So it was that we signed papers on two brand-new motorcycles. It turns out that if you buy two brand-new motorcycles, the dealership will trailer them right to you even if you live across the river in another state. We eagerly awaited the delivery day, which was Saturday. We signed on Wednesday. We had to wait Three. Whole. Days. for delivery.
I am of the opinion that they were perhaps the three longest days in recorded history.
My dad happened to call on Thursday night. He was in town and unexpectedly free and wondered if this was a good time to visit maybe? He lives about five hours away. It is of note that he has ridden motorcycles pretty much all his life and once toured parts of Europe on — wait for it — a Triumph Bonneville, in about 1970 or so. My mother rode on the back, having stashed us wee children in the care of total strangers another Navy family for a MONTH in Rota, Spain, where we were stationed at the time.
I kid. I’m a kidder. I have no memory of this because I was a tiny tot but we probably stayed with their best friends who had kids a little older than us. Probably I should ask her.
So I told him, “You know, it’s funny you should call just now. I have to work tomorrow but then the next morning a trailer is going to pull up to my house and deliver two shiny new motorcycles!” Not surprisingly, he opted to stay and enjoy the show.
We went out to a shop on Friday night and bought new helmets and jackets, and also gloves for The Lovely Rhonda. Gloves are important. I knew this already, but it was really made clear when I had patient during clinicals for nursing school who had dumped a bike while wearing no gloves. I think he was wearing a helmet but little else in the way of protective gear. Anyway the skin on his palms was essentially torn off, like to the dermis. Wear your gloves, people! This kid was facing months of extremely limited use of his hands, if not skin grafts or some other kind of reconstructive surgery. Ugh.

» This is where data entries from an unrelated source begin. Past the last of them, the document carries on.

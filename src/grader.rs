//! Grading driver: turns the rows of a quiz sheet into per-skill grades in a
//! gradebook sheet.

use crate::aggregate::{collect_scores, compute_grade};
use crate::error::{GraderError, Result};
use crate::locate::{find_skill_column, find_student_row};
use crate::rubric::Rubric;
use crate::synth::create_grade_sheet;
use crate::types::config::{GraderConfig, MissingSkillPolicy, QuizLayout};
use crate::types::report::{GradeEntry, GradingReport, SkippedPair};
use crate::workbook::{cell_address, Cell, Sheet, Workbook};
use tracing::{debug, info, warn};

/// Creates the sheet `sheet_name` in the gradebook and fills it from `quiz`.
///
/// The rubric is checked against the quiz layout first, so a rubric that
/// points outside the worksheet leaves the gradebook untouched.
pub fn grade_quiz(
    gradebook: &mut Workbook,
    quiz: &Sheet,
    rubric: &Rubric,
    sheet_name: &str,
    config: &GraderConfig,
) -> Result<GradingReport> {
    let columns = question_columns(rubric, &config.quiz)?;
    let sheet = create_grade_sheet(gradebook, sheet_name, rubric.skill_names(), &config.gradebook)?;
    fill_rows(sheet, quiz, rubric, &columns, config)
}

/// Writes grades into an existing grade sheet whose header row already names
/// the rubric skills.
pub fn grade_rows(
    sheet: &mut Sheet,
    quiz: &Sheet,
    rubric: &Rubric,
    config: &GraderConfig,
) -> Result<GradingReport> {
    let columns = question_columns(rubric, &config.quiz)?;
    fill_rows(sheet, quiz, rubric, &columns, config)
}

/// Quiz columns for every skill's questions, in rubric order.
fn question_columns(rubric: &Rubric, layout: &QuizLayout) -> Result<Vec<Vec<u32>>> {
    rubric
        .skills()
        .iter()
        .map(|skill| {
            skill
                .questions
                .iter()
                .map(|&question| {
                    layout.question_column(question).ok_or_else(|| {
                        GraderError::RubricParse(format!(
                            "skill `{}`: question {question} is past the last quiz column",
                            skill.name
                        ))
                    })
                })
                .collect::<Result<Vec<u32>>>()
        })
        .collect()
}

fn fill_rows(
    sheet: &mut Sheet,
    quiz: &Sheet,
    rubric: &Rubric,
    columns: &[Vec<u32>],
    config: &GraderConfig,
) -> Result<GradingReport> {
    let mut report = GradingReport::new(sheet.name.clone());
    report.missing_skill_column = config.output.missing_skill_column;
    let layout = &config.gradebook;
    let quiz_layout = &config.quiz;

    for quiz_row in quiz_layout.student_rows(quiz.max_row()) {
        let Some(student) = quiz
            .cell(quiz_row, quiz_layout.student_column)
            .as_text()
            .map(|name| name.into_owned())
        else {
            debug!(row = quiz_row, "skipping quiz row without a student name");
            continue;
        };
        report.students_seen += 1;
        info!("computing grades for {student}");

        let Some(grade_row) = find_student_row(sheet, layout.student_column, &student) else {
            warn!("student {student} not found in gradebook");
            report.lost_students.push(student);
            continue;
        };

        let mut wrote_any = false;
        for (skill, skill_columns) in rubric.skills().iter().zip(columns) {
            info!("... measuring skill: {}", skill.name);

            let cells = skill_columns.iter().map(|&column| {
                debug!("... using value from {}", cell_address(quiz_row, column));
                quiz.cell(quiz_row, column)
            });
            let values = collect_scores(cells);

            let Some(grade) = compute_grade(&values) else {
                debug!(student = %student, skill = %skill.name, "no valid scores");
                report.ungraded.push(SkippedPair {
                    student: student.clone(),
                    skill: skill.name.clone(),
                });
                continue;
            };

            let header = find_skill_column(
                sheet,
                layout.skill_row,
                layout.skill_start_column,
                &skill.name,
            );
            let Some(column) = header else {
                match config.output.missing_skill_column {
                    MissingSkillPolicy::Error => {
                        return Err(GraderError::SkillColumnNotFound {
                            skill: skill.name.clone(),
                            sheet: sheet.name.clone(),
                        });
                    }
                    MissingSkillPolicy::Skip => {
                        warn!(skill = %skill.name, "no header column for skill, grade dropped");
                        report.skipped_columns.push(SkippedPair {
                            student: student.clone(),
                            skill: skill.name.clone(),
                        });
                        continue;
                    }
                }
            };

            sheet.set(grade_row, column, Cell::Number(grade));
            let address = cell_address(grade_row, column);
            info!("... grade {grade} written to {address}");
            report.grades.push(GradeEntry {
                student: student.clone(),
                skill: skill.name.clone(),
                grade,
                cell: address,
            });
            wrote_any = true;
        }

        if wrote_any {
            report.students_graded += 1;
        }
    }

    Ok(report)
}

Helmets have come a long way in ten years. My first helmet was an open-faced half lid, which I had to augment with a face shield. I was riding first a crusty old Honda with no fairing and then later a BMW that had a little cafe-style fairing on it, but because the rest of the bike didn’t really put me in a cafe-style riding position, the mini-fairing served only to funnel the wind directly between my eyeballs, necessitating supernatural neck strength to prevent my head from being torn straight off. This is probably what led to the degenerating disks in my neck, come to think of it.
Then I had this one girlfriend who insisted that I get a full-face helmet, which made my head feel like it was in a packing crate. This definitely kept the wind out of my eyes but was hot in summer, fogged up if it was damp, and prevented verbal communication. Nowadays they have these modular helmets where the front part can be flipped up so you can expose your face, say when stopped at a light so other riders can hear you, or if it’s really effing hot out like is now and you’re riding at low speeds. And! They have a little flip-down tinted sun visor inside the helmet, like a little pair of sunglasses, so you don’t have to try to cram your sunglasses into the helmet — especially useful for people like me who wear glasses. I do have prescription sunglasses but it’s nice not to have to wrestle with them or even carry them around. Plus as a bonus you look like you’re going to pilot an F-15. Srsly.
We got jackets as well, three-quarter length ones with zip-out linings and armor in the sleeves and shoulders. It’s been so hot that we then had to go get mesh jackets, similarly armored but made of a heavy mesh that allows the breeze to filter through admirably. The thought of putting the heavy jackets on and riding around in the ninety-degree sun was unbearable. The mesh jackets are still pretty warm in the sun if you’re not moving, but it’s the price you pay for protection. Motorcycling in the summer is a sweaty affair.
TLR felt it was important to also order a communication system, which arrived today. I have spent the past hour installing half of it into my helmet, and presumably the next hour will be spent similarly installing the other half into hers. This thing is crazy — you can play music, talk on the phone, communicate with other riders in your party. I’m not sure I need most of this but it will be nice to have a better way of signalling that I need to pee, which happens rather more than I’d like to admit. Generally you ride up alongside your fellow motorcyclist on the freeway and tap your tank to indicate that you need gas, rub your belly to let them know you are hungry, or just make a broad sweeping gesture toward the right with your left hand to say, “Hey, let’s take a little break at that truck stop, I need to drink some spectacularly shitty coffee,” — but if you have to pee, it’s expected that you humiliate yourself by pointing at your junk. Oddly enough, all my “let’s go drink coffee” stops include a stop at the restroom, sometimes a stop at each end of the break just to be safe. I am fairly convinced that many of your more antiquated motorcycle enthusiasts take up smoking just to have an excuse to get off the road and pee every hour.